Hz. Ali (a.s.), Eş'as b. Kays'a, oğlunun ölümünden dolayı baş sağlığı dileyerek şöyle buyurdu: "Ey Eş'as, eğer oğluna üzülüyorsan, bu yakınlığın bir gereğidir. Eğer sabredersen Allah'ın her musibete karşı bir mükâfatı vardır. Ey Eş'as, eğer sabredersen hakkında ilahi takdir gerçekleşir ve ecrini alırsın ama sabretmezsen yine ilahi takdir gerçekleşir ve sen günahkâr sayılırsın. Ey Eş'as, oğlun (dünyaya geldiğinde) seni sevindirdi; bu senin için bir imtihan ve denemeydi ve (ölümüyle) seni üzdü; bu da senin için sevap ve rahmettir."
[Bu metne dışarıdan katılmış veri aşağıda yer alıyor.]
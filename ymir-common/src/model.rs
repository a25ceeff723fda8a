//! Model record types
//!
//! A [`Model`] is one importable 3D-print project: its geometry, slicer output,
//! images and documentation. The JSON shape (camelCase, `_id`) is shared by the
//! `model.json` manifest, the embedded store and the remote import endpoint.

use crate::{Error, Result};
use chrono::{DateTime, Utc};
use serde::{Deserialize, Serialize};
use std::fmt;
use std::path::Path;

/// Manifest file written into every discovered model directory
pub const MANIFEST_FILE_NAME: &str = "model.json";

/// One importable 3D-print project
#[derive(Debug, Clone, PartialEq, Serialize, Deserialize)]
#[serde(rename_all = "camelCase")]
pub struct Model {
    /// Opaque identifier, assigned at commit time
    #[serde(rename = "_id", default, skip_serializing_if = "String::is_empty")]
    pub id: String,

    /// Sanitized name of the model directory
    #[serde(default, skip_serializing_if = "String::is_empty")]
    pub display_name: String,

    /// Labels attached to every model of an import run
    #[serde(default)]
    pub tags: Vec<Tag>,

    /// On-disk location once organized
    #[serde(default, skip_serializing_if = "String::is_empty")]
    pub base_path: String,

    #[serde(default)]
    pub model_files: Vec<FileRef>,

    #[serde(default)]
    pub print_files: Vec<FileRef>,

    #[serde(default)]
    pub other_files: Vec<FileRef>,

    #[serde(default)]
    pub images: Vec<FileRef>,

    /// Text of the first README found for this model
    #[serde(default, skip_serializing_if = "Option::is_none")]
    pub description: Option<String>,

    pub date_created: DateTime<Utc>,

    #[serde(default)]
    pub notes: Vec<Note>,
}

impl Model {
    /// Create an empty model record stamped with the current time
    pub fn new(display_name: impl Into<String>, tags: Vec<Tag>) -> Self {
        Self {
            id: String::new(),
            display_name: display_name.into(),
            tags,
            base_path: String::new(),
            model_files: Vec::new(),
            print_files: Vec::new(),
            other_files: Vec::new(),
            images: Vec::new(),
            description: None,
            date_created: Utc::now(),
            notes: Vec::new(),
        }
    }

    /// Total number of file references across all roles
    pub fn file_count(&self) -> usize {
        self.model_files.len() + self.print_files.len() + self.other_files.len() + self.images.len()
    }

    /// Pretty-printed JSON, as written to the manifest
    pub fn to_json_pretty(&self) -> Result<String> {
        Ok(serde_json::to_string_pretty(self)?)
    }

    /// Write the manifest (`model.json`) into `dir`
    pub fn write_manifest(&self, dir: &Path) -> Result<()> {
        let json = self.to_json_pretty()?;
        std::fs::write(dir.join(MANIFEST_FILE_NAME), json)?;
        Ok(())
    }
}

/// Reference to a file belonging to a model
#[derive(Debug, Clone, PartialEq, Serialize, Deserialize)]
pub struct FileRef {
    /// Path relative to the model root, `/`-separated
    #[serde(default, skip_serializing_if = "String::is_empty")]
    pub path: String,

    /// Slicer metadata, only for print files
    #[serde(default, skip_serializing_if = "Option::is_none")]
    pub metadata: Option<PrintMetadata>,
}

impl FileRef {
    pub fn new(path: impl Into<String>) -> Self {
        Self {
            path: path.into(),
            metadata: None,
        }
    }
}

/// Free-text note attached to a model after import
#[derive(Debug, Clone, PartialEq, Serialize, Deserialize)]
pub struct Note {
    pub text: String,
    pub date: DateTime<Utc>,
}

/// Validated model label
#[derive(Debug, Clone, PartialEq, Eq, Hash, Serialize, Deserialize)]
#[serde(transparent)]
pub struct Tag(String);

impl Tag {
    /// Validate and normalize a raw label
    ///
    /// Surrounding whitespace is trimmed; empty labels and labels containing
    /// control characters are rejected.
    pub fn parse(raw: &str) -> Result<Self> {
        let trimmed = raw.trim();
        if trimmed.is_empty() {
            return Err(Error::InvalidInput("tag must not be empty".to_string()));
        }
        if trimmed.chars().any(char::is_control) {
            return Err(Error::InvalidInput(format!(
                "tag {:?} contains control characters",
                trimmed
            )));
        }
        Ok(Self(trimmed.to_string()))
    }

    pub fn as_str(&self) -> &str {
        &self.0
    }
}

impl fmt::Display for Tag {
    fn fmt(&self, f: &mut fmt::Formatter<'_>) -> fmt::Result {
        f.write_str(&self.0)
    }
}

/// Convert raw CLI labels into an ordered, duplicate-free tag list
pub fn parse_tags<S: AsRef<str>>(raw: &[S]) -> Result<Vec<Tag>> {
    let mut tags: Vec<Tag> = Vec::with_capacity(raw.len());
    for label in raw {
        let tag = Tag::parse(label.as_ref())?;
        if !tags.contains(&tag) {
            tags.push(tag);
        }
    }
    Ok(tags)
}

/// Slicer family that produced a G-code file
#[derive(Debug, Clone, Copy, PartialEq, Eq, Serialize, Deserialize)]
#[serde(rename_all = "UPPERCASE")]
pub enum SlicerDialect {
    /// PrusaSlicer: `; key = value` comments, embedded PNG thumbnails
    Prusa,
    /// Marlin flavoured output (Cura): `;KEY:value` comments
    Marlin,
}

impl fmt::Display for SlicerDialect {
    fn fmt(&self, f: &mut fmt::Formatter<'_>) -> fmt::Result {
        match self {
            SlicerDialect::Prusa => f.write_str("PRUSA"),
            SlicerDialect::Marlin => f.write_str("MARLIN"),
        }
    }
}

/// Metadata extracted from a slicer-generated G-code header
#[derive(Debug, Clone, Default, PartialEq, Serialize, Deserialize)]
#[serde(rename_all = "camelCase")]
pub struct PrintMetadata {
    #[serde(rename = "gCodeType", default, skip_serializing_if = "Option::is_none")]
    pub gcode_type: Option<SlicerDialect>,

    #[serde(default, skip_serializing_if = "Option::is_none")]
    pub created_by: Option<String>,

    #[serde(rename = "createDate", default, skip_serializing_if = "Option::is_none")]
    pub created_date: Option<String>,

    #[serde(default, skip_serializing_if = "Option::is_none")]
    pub total_time: Option<String>,

    #[serde(default, skip_serializing_if = "Option::is_none")]
    pub layer_height: Option<String>,

    #[serde(default, skip_serializing_if = "Option::is_none")]
    pub nozzle_diameter: Option<String>,

    #[serde(default, skip_serializing_if = "Option::is_none")]
    pub material: Option<String>,

    #[serde(rename = "filamentUsedG", default, skip_serializing_if = "Option::is_none")]
    pub filament_used_g: Option<String>,

    #[serde(rename = "filamentUsedM", default, skip_serializing_if = "Option::is_none")]
    pub filament_used_m: Option<String>,

    #[serde(default, skip_serializing_if = "Option::is_none")]
    pub printer_type: Option<String>,

    /// `data:image/png;base64,...`
    #[serde(default, skip_serializing_if = "Option::is_none")]
    pub thumbnail: Option<String>,
}
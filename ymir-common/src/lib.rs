//! # Ymir Common Library
//!
//! Shared code for the ymir asset manager and its importer:
//! - Model record types (models, file references, tags, print metadata)
//! - Embedded key-value model store
//! - Configuration loading
//! - Identifier generation

pub mod config;
pub mod db;
pub mod error;
pub mod id;
pub mod model;

pub use error::{Error, Result};
pub use model::{FileRef, Model, Note, PrintMetadata, SlicerDialect, Tag};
Defni sırasında Resûlullah'ın kabri başında ise şöyle buyurdu: "Sabır güzeldir, ancak senin için değil. Sabırsızlık kötüdür fakat senin için olan müstesna. Senin musibetine uğramanın üzüntüsü oldukça büyüktür; (ama) senden önceki ve sonraki musibetler bunun yanında küçüktür."
"Doğu ile batı arasındaki mesafe ne kadardır?" diye sorduklarında şöyle buyurdular: "Güneşin bir gün gittiği yol mesafesi kadardır."
Buyurdu ki:
"Sizinle öğüt arasında, gurur ve bencillik perdesi vardır."
"Cahilleriniz gereksiz yere işi arttırır; âlimleriniz ise olması gerekeni erteler."
"İlim, bahanecilere her türlü özür kapısını kapatmıştır."
"Ölümü acele irade edilenler, mühlet istiyorlar; mühlet verilenler ise ertelenmesini diliyorlar."
"Halkın ne mutlu ona dediği kimseye, zaman kötü bir günü gizler."
"Allah bir kulu rezil ettiği zaman, ilmi ondan men eder (onu ilimden mahrum kılar)."
"Eskiden ilahi bir kardeşim vardı. Gözünde dünyanın küçüklüğü, onu benim gözümde büyütmüştü. Karnının esaretinden kurtulmuş, ulaşamayacağı şeyi arzu etmiyor, ulaştığı şeyde aşırıya gitmiyordu. Çoğu zaman susuyordu; konuşunca konuşmacılara üstün geliyor, soranların susuzluğunu (marifetinin berraklığıyla) gideriyordu. Görünüşte zayıf ve güçsüz sayıyorlardı. Ama ciddiyet zamanında kızgın bir aslan ve zehirli bir çöl yılanı kesilirdi. Hâkimin yanına gelinceye kadar delil ikame etmezdi. Benzerinde özür bulduğu bir işte, özrünü dinleyinceye kadar hiç kimseyi kınamazdı. Ağrısını, dindikten sonra söylerdi. Söylediği şeyi yapar, yapmadığı şeyi söylemezdi. Sözde mağlup olsa da susmakta mağlup olmazdı. Duymayı, konuşmaktan daha çok isterdi. İki işle karşılaşınca, hangisinin nefsine daha yakın olduğuna bakar, ona muhalefet ederdi. Bu çeşit huylara sarılın, onları elde etmek için yarışın, onların hepsine gücünüz yetmese de, bilin ki azını elde etmek çoğunu terk etmekten daha hayırlıdır."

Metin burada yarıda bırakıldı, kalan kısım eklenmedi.